- Nearly half of primary care doctors in group practices are under such agreements
- Many states have enacted laws prohibiting non-compete agreements
- Compliance Officers should be prepared to ensure compliance with the rule changes
Non-compete agreements, also called restrictive covenants, are a common requirement for employment in health care. They may appear as separate non-compete contracts or contract clauses preventing physicians from joining or operating a competing practice within a certain distance or timeframe. The Federal Trade Commission (FTC) is proposing a rule that would ban non-compete clauses in employment contracts. This would have a major impact on the healthcare sector, which relies on restrictive covenants to retain physicians and the patients they treat. The new rule would prohibit (a) employers from using non-competes in contracts with employees, (b) void existing such clauses and agreements, and (c) require informing workers they are no longer in effect. This would free them to work for a competitor, undermining the status quo in physician-employer relationships that keep physicians from working for a competing practice and taking patients with them. Hospitals argue that non-competes help to stabilize patient care by limiting physicians from leaving the system. They note the non-competes protect the heavy investment in physicians’ education, training, and recruitment. However, hundreds of physicians have filed comments with the FTC supporting the rule, with stories of how they were locked into jobs they didn’t want to be at anymore and were unable to move to a competitor within the same city, county, or even state for a certain amount of time after their departure.
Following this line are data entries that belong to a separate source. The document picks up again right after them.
//! Reduces a user's expenses into totals and breakdowns.

use std::collections::BTreeMap;

use rust_decimal::Decimal;
use serde::{Deserialize, Serialize};

use crate::{
    Error,
    expense::{Expense, PaymentMethod},
};

/// Totals over a set of expenses, compared against a budget.
#[derive(Debug, Clone, PartialEq, Serialize, Deserialize)]
pub struct Summary {
    /// The sum of every expense's amount.
    pub total_amount: Decimal,
    /// The sum of the cash buckets.
    pub total_cash_amount: Decimal,
    /// The sum of the UPI buckets.
    pub total_upi_amount: Decimal,
    /// The number of expenses.
    pub total_transactions: usize,
    /// The total spent per category.
    pub category_totals: BTreeMap<String, Decimal>,
    /// The total spent per payment method, keyed by its display label.
    pub payment_method_totals: BTreeMap<String, Decimal>,
    /// The user's budget, zero if they have not set one.
    pub budget: Decimal,
    /// The budget minus the total amount. Negative when over budget.
    pub remaining_budget: Decimal,
}

/// The total spent in one calendar month.
#[derive(Debug, Clone, PartialEq, Serialize, Deserialize)]
pub struct MonthlyTotal {
    /// The year, e.g. 2024.
    pub year: i32,
    /// The month, from 1 to 12.
    pub month: u8,
    /// The sum of the month's expenses.
    pub total_amount: Decimal,
    /// The number of expenses in the month.
    pub transaction_count: usize,
}

/// The total spent in one category.
#[derive(Debug, Clone, PartialEq, Serialize, Deserialize)]
pub struct CategoryTotal {
    /// The category name.
    pub category: String,
    /// The sum of the category's expenses.
    pub total_amount: Decimal,
    /// The number of expenses in the category.
    pub transaction_count: usize,
}

/// The total spent with one payment method.
#[derive(Debug, Clone, PartialEq, Serialize, Deserialize)]
pub struct PaymentMethodTotal {
    /// How the expenses were paid.
    pub payment_method: PaymentMethod,
    /// The sum of the expenses paid this way.
    pub total_amount: Decimal,
    /// The number of expenses paid this way.
    pub transaction_count: usize,
}

/// The sums of the cash and UPI buckets.
#[derive(Debug, Clone, Copy, PartialEq, Serialize, Deserialize)]
pub struct CashUpiTotals {
    /// The sum of the cash buckets.
    pub total_cash: Decimal,
    /// The sum of the UPI buckets.
    pub total_upi: Decimal,
}

impl From<&Summary> for CashUpiTotals {
    fn from(summary: &Summary) -> Self {
        Self {
            total_cash: summary.total_cash_amount,
            total_upi: summary.total_upi_amount,
        }
    }
}

/// Every report over a user's expenses in one response.
#[derive(Debug, Clone, PartialEq, Serialize, Deserialize)]
pub struct Dashboard {
    /// The totals against the budget.
    pub summary: Summary,
    /// The totals per month, newest first.
    pub monthly_summary: Vec<MonthlyTotal>,
    /// The totals per category, largest first.
    pub category_totals: Vec<CategoryTotal>,
    /// The totals per payment method, largest first.
    pub payment_method_totals: Vec<PaymentMethodTotal>,
    /// The cash and UPI bucket sums.
    pub cash_upi_totals: CashUpiTotals,
}

fn add(total: &mut Decimal, amount: Decimal) -> Result<(), Error> {
    *total = total.checked_add(amount).ok_or(Error::AmountOverflow)?;

    Ok(())
}

/// Summarize `expenses` against `budget` in a single pass.
///
/// A missing budget counts as zero.
///
/// # Errors
///
/// Returns [Error::AmountOverflow] if a total does not fit in a [Decimal].
pub fn summarize(expenses: &[Expense], budget: Option<Decimal>) -> Result<Summary, Error> {
    let budget = budget.unwrap_or(Decimal::ZERO);
    let empty = Summary {
        total_amount: Decimal::ZERO,
        total_cash_amount: Decimal::ZERO,
        total_upi_amount: Decimal::ZERO,
        total_transactions: 0,
        category_totals: BTreeMap::new(),
        payment_method_totals: BTreeMap::new(),
        budget,
        remaining_budget: budget,
    };

    let mut summary = expenses.iter().try_fold(empty, |mut summary, expense| {
        let amount = expense.details.amount;

        add(&mut summary.total_amount, amount)?;
        add(&mut summary.total_cash_amount, expense.split.cash_amount)?;
        add(&mut summary.total_upi_amount, expense.split.upi_amount)?;
        summary.total_transactions += 1;
        add(
            summary
                .category_totals
                .entry(expense.details.category.clone())
                .or_default(),
            amount,
        )?;
        add(
            summary
                .payment_method_totals
                .entry(expense.details.payment_method.label().to_owned())
                .or_default(),
            amount,
        )?;

        Ok::<_, Error>(summary)
    })?;

    summary.remaining_budget = budget
        .checked_sub(summary.total_amount)
        .ok_or(Error::AmountOverflow)?;

    Ok(summary)
}

/// Group `expenses` by the month of their date, newest month first.
///
/// # Errors
///
/// Returns [Error::AmountOverflow] if a total does not fit in a [Decimal].
pub fn monthly_totals(expenses: &[Expense]) -> Result<Vec<MonthlyTotal>, Error> {
    let totals = expenses.iter().try_fold(
        BTreeMap::<(i32, u8), (Decimal, usize)>::new(),
        |mut totals, expense| {
            let date = expense.details.expense_date;
            let (total, count) = totals
                .entry((date.year(), u8::from(date.month())))
                .or_default();
            add(total, expense.details.amount)?;
            *count += 1;

            Ok::<_, Error>(totals)
        },
    )?;

    Ok(totals
        .into_iter()
        .rev()
        .map(|((year, month), (total_amount, transaction_count))| MonthlyTotal {
            year,
            month,
            total_amount,
            transaction_count,
        })
        .collect())
}

/// Group `expenses` by category.
///
/// Categories are ordered by their total, largest first, with ties broken by
/// the category name.
///
/// # Errors
///
/// Returns [Error::AmountOverflow] if a total does not fit in a [Decimal].
pub fn category_totals(expenses: &[Expense]) -> Result<Vec<CategoryTotal>, Error> {
    totals_by_category(expenses.iter())
}

/// Group the expenses dated in `year` and `month` by category.
///
/// Ordered like [category_totals].
///
/// # Errors
///
/// Returns [Error::AmountOverflow] if a total does not fit in a [Decimal].
pub fn category_totals_for_month(
    expenses: &[Expense],
    year: i32,
    month: u8,
) -> Result<Vec<CategoryTotal>, Error> {
    totals_by_category(expenses.iter().filter(|expense| {
        let date = expense.details.expense_date;
        date.year() == year && u8::from(date.month()) == month
    }))
}

fn totals_by_category<'a>(
    mut expenses: impl Iterator<Item = &'a Expense>,
) -> Result<Vec<CategoryTotal>, Error> {
    let totals = expenses.try_fold(
        BTreeMap::<&str, (Decimal, usize)>::new(),
        |mut totals, expense| {
            let (total, count) = totals
                .entry(expense.details.category.as_str())
                .or_default();
            add(total, expense.details.amount)?;
            *count += 1;

            Ok::<_, Error>(totals)
        },
    )?;

    let mut category_totals: Vec<CategoryTotal> = totals
        .into_iter()
        .map(|(category, (total_amount, transaction_count))| CategoryTotal {
            category: category.to_owned(),
            total_amount,
            transaction_count,
        })
        .collect();
    // The sort is stable, so equal totals keep the name order of the map.
    category_totals.sort_by(|a, b| b.total_amount.cmp(&a.total_amount));

    Ok(category_totals)
}

/// Group `expenses` by payment method, largest total first.
///
/// # Errors
///
/// Returns [Error::AmountOverflow] if a total does not fit in a [Decimal].
pub fn payment_method_totals(expenses: &[Expense]) -> Result<Vec<PaymentMethodTotal>, Error> {
    let totals = expenses.iter().try_fold(
        BTreeMap::<PaymentMethod, (Decimal, usize)>::new(),
        |mut totals, expense| {
            let (total, count) = totals.entry(expense.details.payment_method).or_default();
            add(total, expense.details.amount)?;
            *count += 1;

            Ok::<_, Error>(totals)
        },
    )?;

    let mut method_totals: Vec<PaymentMethodTotal> = totals
        .into_iter()
        .map(
            |(payment_method, (total_amount, transaction_count))| PaymentMethodTotal {
                payment_method,
                total_amount,
                transaction_count,
            },
        )
        .collect();
    method_totals.sort_by(|a, b| b.total_amount.cmp(&a.total_amount));

    Ok(method_totals)
}

/// Build every report over `expenses` at once.
///
/// # Errors
///
/// Returns [Error::AmountOverflow] if a total does not fit in a [Decimal].
pub fn build_dashboard(expenses: &[Expense], budget: Option<Decimal>) -> Result<Dashboard, Error> {
    let summary = summarize(expenses, budget)?;
    let cash_upi_totals = CashUpiTotals::from(&summary);

    Ok(Dashboard {
        summary,
        monthly_summary: monthly_totals(expenses)?,
        category_totals: category_totals(expenses)?,
        payment_method_totals: payment_method_totals(expenses)?,
        cash_upi_totals,
    })
}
Current Status of Non-Compete Agreements
Under the Federal rule-making process, the FTC provided 60 days for public comment on their proposed rule. Upon making a new rule, it would not take effect for 180 days, wherein all current and past employment contracts would be forced to comply with the rule changes at that point. However, the FTC has reportedly delayed its vote on the ban until 2024. It should be noted that many states have already enacted laws restricting non-compete agreements. Major legal battles can be expected by any new rule led by the American Hospital Association and large health care systems. An interesting side note is that the FTC authority does not apply to “an entity that is not organized to carry on business for its own profit or that of its members” (non-profits), which would mean that all hospitals would not be treated the same.
What Should Compliance Officers Do?
If these new rules go into effect, Compliance Officers, working with Legal Counsel, should (1) inform management of the changes; (2) review all existing non-compete agreements on file and determine if they comply with the new regulations and state laws; (3) determine the effect of the requirement for employees to reimburse their employer for training if they leave their jobs; and (4) develop and deliver training programs for leadership on what is and isn’t permissible.